Sebaliknya, pada masyarakat yang lebih modern, pemberlakuan norma kesopanan mulai terkikis sedikit demi sedikit. Banyak anggota masyarakat tidak lagi mengindahkan norma itu dalam kegiatannya sehari-hari. Atau setidaknya, perilaku mereka tidak sepenuhnya mematuhi norma yang seharusnya berlaku. Mungkin banyak orang modern memandang bahwa norma kesopanan tidak terlalu penting. Akibatnya mereka tidak memperdulikan bagaimana sikap dan tingkah lakunya dalam bergaul dan bersosialisasi di tengah masyarakat.

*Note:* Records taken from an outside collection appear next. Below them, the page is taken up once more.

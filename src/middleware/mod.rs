//! Authentication and authorization for request handling.
//!
//! - [`auth`]: Identity providers and the `AuthUser` extractor
//! - [`permission`]: The authorization gate, its route middleware and extractors
//!
//! # Flow
//!
//! 1. Client sends `Authorization: Bearer <token>`
//! 2. The identity provider turns the token into an `Identity` (or nothing: 401)
//! 3. The gate resolves the caller's roles from the store and checks the
//!    required permission (missing: 403)
//! 4. The handler runs
//!
//! # Example
//!
//! ```ignore
//! use crate::middleware::permission::RequireManagePermissions;
//!
//! async fn update_role_permissions(
//!     RequireManagePermissions(actor): RequireManagePermissions,
//! ) -> impl IntoResponse {
//!     // Only runs when the caller's roles grant ManagePermissions
//! }
//! ```

pub mod auth;
pub mod permission;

Aturan lain yang mengatur suatu masyarakat adalah sistem nilai, di antaranya kejujuran. Nilai kejujuran menjadi salah satu hal pokok yang membentuk kepribadian seseorang. Kejujuran dapat melandasi perilaku lain seperti disiplin dan bekerja keras. Seseorang akan melaksanakan tugas dengan disiplin dan kerja keras jika hatinya penuh diwarnai kejujuran, demi memeroleh hasil yang berberkah. Demikian pula siswa, mereka akan belajar dengan disiplin dan sungguh-sungguh demi memeroleh hasil dan prestasi yang membawa berkah. Oleh sebab itu, nilai kejujuran harus ditanamkan sejak dini kepada setiap siswa.

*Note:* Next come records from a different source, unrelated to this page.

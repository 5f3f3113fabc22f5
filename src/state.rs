use std::sync::Arc;

use classdesk_config::{CorsConfig, JwtConfig};
use classdesk_db::{
    PgPool, PgRbacStore, RoleMembershipAdmin, RolePermissionStore, UserRoleStore,
};

use crate::middleware::auth::{IdentityProvider, JwtIdentityProvider};
use crate::middleware::permission::AuthorizationGate;
use crate::modules::permissions::service::PermissionResolver;

#[derive(Clone)]
pub struct AppState {
    pub gate: AuthorizationGate,
    pub resolver: PermissionResolver,
    pub admin: RoleMembershipAdmin,
    pub cors_config: CorsConfig,
}

impl AppState {
    /// Wires the services around one store that holds both roles and memberships.
    pub fn new<S>(
        store: Arc<S>,
        identity: Arc<dyn IdentityProvider>,
        cors_config: CorsConfig,
    ) -> Self
    where
        S: RolePermissionStore + UserRoleStore + 'static,
    {
        let roles: Arc<dyn RolePermissionStore> = store.clone();
        let memberships: Arc<dyn UserRoleStore> = store;

        let resolver = PermissionResolver::new(roles.clone(), memberships.clone());
        Self {
            gate: AuthorizationGate::new(identity, resolver.clone()),
            resolver,
            admin: RoleMembershipAdmin::new(roles, memberships),
            cors_config,
        }
    }
}

pub fn init_app_state(pool: PgPool, jwt_config: JwtConfig, cors_config: CorsConfig) -> AppState {
    AppState::new(
        Arc::new(PgRbacStore::new(pool)),
        Arc::new(JwtIdentityProvider::new(jwt_config)),
        cors_config,
    )
}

Masalahnya, saat ini terjadi penurunan ketaatan siswa dalam menjalankan norma kesopanan dan nilai kejujuran. Sejatinya, pergaulan di sekolah seharusnya tetap mengindahkan sopan santun dan kejujuran yang berlaku dalam masyarakat. Dengan demikian, siswa sebagai warga sekolah dan juga masyarakat wajib taat dan menjalankan norma tersebut. Terlebih lagi karena sikap dan perilaku yang taat pada norma kesopanan dan kejujuran menjadi cerminan keberhasilan pendidikan. Hal ini berkaitan dengan tujuan pendidikan untuk menciptakan manusia Indonesia yang cerdas dan berbudi pekerti luhur. Apabila siswa belum memiliki budi pekerti luhur dan kejujuran tinggi maka dapat dinyatakan bahwa pendidikan belumlah berhasil.

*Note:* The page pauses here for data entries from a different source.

use axum::{
    Extension, Json,
    extract::{Path, State},
    http::StatusCode,
};
use tracing::info;
use uuid::Uuid;

use classdesk_core::AppError;

use crate::middleware::auth::Identity;
use crate::middleware::permission::RequireManagePermissions;
use crate::state::AppState;
use crate::validator::ValidatedJson;

use super::model::{
    CreateRoleDto, RoleListResponse, RolePermissionsResponse, UpdateRolePermissionsDto,
    UpdateUserRolesDto, UserRolesResponse, UserWithRolesResponse,
};

// ============ Role Endpoints ============

#[utoipa::path(
    get,
    path = "/api/admin/roles",
    responses(
        (status = 200, description = "All role names", body = RoleListResponse),
        (status = 401, description = "Unauthorized", body = classdesk_core::ErrorResponse),
        (status = 403, description = "Missing ManageRoles", body = classdesk_core::ErrorResponse)
    ),
    tag = "Admin",
    security(("bearer_auth" = []))
)]
pub async fn get_roles(State(state): State<AppState>) -> Result<Json<RoleListResponse>, AppError> {
    let roles = state
        .admin
        .list_roles()
        .await
        .map_err(AppError::from_domain)?;

    Ok(Json(RoleListResponse {
        roles: roles.into_iter().map(String::from).collect(),
    }))
}

#[utoipa::path(
    post,
    path = "/api/admin/roles",
    request_body = CreateRoleDto,
    responses(
        (status = 201, description = "Role created", body = RolePermissionsResponse),
        (status = 200, description = "Role already existed", body = RolePermissionsResponse),
        (status = 401, description = "Unauthorized", body = classdesk_core::ErrorResponse),
        (status = 403, description = "Missing ManageRoles", body = classdesk_core::ErrorResponse),
        (status = 422, description = "Invalid role name", body = classdesk_core::ErrorResponse)
    ),
    tag = "Admin",
    security(("bearer_auth" = []))
)]
pub async fn create_role(
    State(state): State<AppState>,
    Extension(actor): Extension<Identity>,
    ValidatedJson(dto): ValidatedJson<CreateRoleDto>,
) -> Result<(StatusCode, Json<RolePermissionsResponse>), AppError> {
    let (role, created) = state
        .admin
        .create_role(&dto.name)
        .await
        .map_err(AppError::from_domain)?;

    let (_, permissions) = state
        .admin
        .role_permissions(role.as_str())
        .await
        .map_err(AppError::from_domain)?;

    let status = if created {
        info!(actor = %actor.email, role = %role, "Role created");
        StatusCode::CREATED
    } else {
        StatusCode::OK
    };

    Ok((
        status,
        Json(RolePermissionsResponse {
            role: role.into(),
            permissions: permissions.into_iter().collect(),
        }),
    ))
}

// ============ Role Permission Endpoints ============

#[utoipa::path(
    get,
    path = "/api/admin/roles/{role}/permissions",
    params(
        ("role" = String, Path, description = "Role name (case-sensitive)")
    ),
    responses(
        (status = 200, description = "Permissions granted by the role, empty for an unknown role", body = RolePermissionsResponse),
        (status = 401, description = "Unauthorized", body = classdesk_core::ErrorResponse),
        (status = 403, description = "Missing ManagePermissions", body = classdesk_core::ErrorResponse)
    ),
    tag = "Admin",
    security(("bearer_auth" = []))
)]
pub async fn get_role_permissions(
    State(state): State<AppState>,
    _guard: RequireManagePermissions,
    Path(role): Path<String>,
) -> Result<Json<RolePermissionsResponse>, AppError> {
    let (role, permissions) = state
        .admin
        .role_permissions(&role)
        .await
        .map_err(AppError::from_domain)?;

    Ok(Json(RolePermissionsResponse {
        role,
        permissions: permissions.into_iter().collect(),
    }))
}

#[utoipa::path(
    put,
    path = "/api/admin/roles/{role}/permissions",
    params(
        ("role" = String, Path, description = "Role name (case-sensitive)")
    ),
    request_body = UpdateRolePermissionsDto,
    responses(
        (status = 200, description = "Permission set replaced", body = RolePermissionsResponse),
        (status = 401, description = "Unauthorized", body = classdesk_core::ErrorResponse),
        (status = 403, description = "Missing ManagePermissions", body = classdesk_core::ErrorResponse),
        (status = 404, description = "Role not found", body = classdesk_core::ErrorResponse),
        (status = 422, description = "Unknown permission", body = classdesk_core::ErrorResponse)
    ),
    tag = "Admin",
    security(("bearer_auth" = []))
)]
pub async fn update_role_permissions(
    State(state): State<AppState>,
    RequireManagePermissions(actor): RequireManagePermissions,
    Path(role): Path<String>,
    ValidatedJson(dto): ValidatedJson<UpdateRolePermissionsDto>,
) -> Result<Json<RolePermissionsResponse>, AppError> {
    let (role, permissions) = state
        .admin
        .set_role_permissions(&role, &dto.permissions)
        .await
        .map_err(AppError::from_domain)?;

    info!(actor = %actor.email, role = %role, "Role permissions updated");

    Ok(Json(RolePermissionsResponse {
        role: role.into(),
        permissions: permissions.into_iter().collect(),
    }))
}

// ============ User Endpoints ============

#[utoipa::path(
    get,
    path = "/api/admin/users",
    responses(
        (status = 200, description = "Users with their roles", body = Vec<UserWithRolesResponse>),
        (status = 401, description = "Unauthorized", body = classdesk_core::ErrorResponse),
        (status = 403, description = "Missing ManageUsers", body = classdesk_core::ErrorResponse)
    ),
    tag = "Admin",
    security(("bearer_auth" = []))
)]
pub async fn get_users(
    State(state): State<AppState>,
) -> Result<Json<Vec<UserWithRolesResponse>>, AppError> {
    let users = state
        .admin
        .list_users_with_roles()
        .await
        .map_err(AppError::from_domain)?;

    Ok(Json(users.into_iter().map(UserWithRolesResponse::from).collect()))
}

#[utoipa::path(
    put,
    path = "/api/admin/users/{id}/roles",
    params(
        ("id" = Uuid, Path, description = "User ID")
    ),
    request_body = UpdateUserRolesDto,
    responses(
        (status = 200, description = "Role set replaced", body = UserRolesResponse),
        (status = 401, description = "Unauthorized", body = classdesk_core::ErrorResponse),
        (status = 403, description = "Missing ManageUsers", body = classdesk_core::ErrorResponse),
        (status = 404, description = "User or role not found", body = classdesk_core::ErrorResponse),
        (status = 422, description = "Invalid role name", body = classdesk_core::ErrorResponse)
    ),
    tag = "Admin",
    security(("bearer_auth" = []))
)]
pub async fn update_user_roles(
    State(state): State<AppState>,
    Extension(actor): Extension<Identity>,
    Path(id): Path<Uuid>,
    ValidatedJson(dto): ValidatedJson<UpdateUserRolesDto>,
) -> Result<Json<UserRolesResponse>, AppError> {
    let roles = state
        .admin
        .set_user_roles(id, &dto.roles)
        .await
        .map_err(AppError::from_domain)?;

    info!(actor = %actor.email, user_id = %id, "User roles updated");

    Ok(Json(UserRolesResponse {
        user_id: id,
        roles: roles.into_iter().map(String::from).collect(),
    }))
}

Akan tetapi dalam kenyataan saat ini, tidak sedikit siswa yang melanggar norma kesopanan, baik di sekolah maupun di tempat lain. Sopan santun yang seringkali dilanggar antara lain adalah berjalan seenaknya tanpa minta tabe’ (tabik) atau pamit di hadapan orang tua maupun guru. Seringkali juga siswa terlihat duduk di atas meja dengan kaki di atas kursi, atau duduk di kursi dan kaki juga di kursi. Selain itu, dalam bercakap banyak siswa yang tidak lagi berbahasa halus terutama kepada teman sendiri. Bahasa kasar yang umum diucapkan oleh kebanyakan siswa di Palopo seperti penggunaan kata sapaan “ko” yang seharusnya “ki”, kata “mu” seharusnya “ta”, dan kata sapaan “baga” yang berarti tolol.
Demikian pula nilai kejujuran, banyak siswa yang tidak menjalankannya dengan ketat. Hal ini sangat mudah terlihat saat pelaksanaan ulangan harian, ulangan semester, bahkan ujian akhir. Siswa menyontek menjadi hal umum padahal ini dapat menjadi cikal bakal tindakan koruptif. Meskipun di bawah pengawasan ketat, ada saja cara siswa untuk menyontek. Terlebih lagi dengan maraknya penggunaan telepon canggih, cara menyontek pun semakin beragam. Hal ini menjadi tantangan tersendiri dunia pendidikan. Pengawasan ketat dan sanksi pada dasarnya bukanlah solusi yang baik. Pembiasaan dan pembudayaan nilai kejujuran seharusnya ditumbuhkan dan bukan dipaksakan. Maka dari itu, penanaman dan pembudayaan nilai kejujuran harus menjadi prioritas utama.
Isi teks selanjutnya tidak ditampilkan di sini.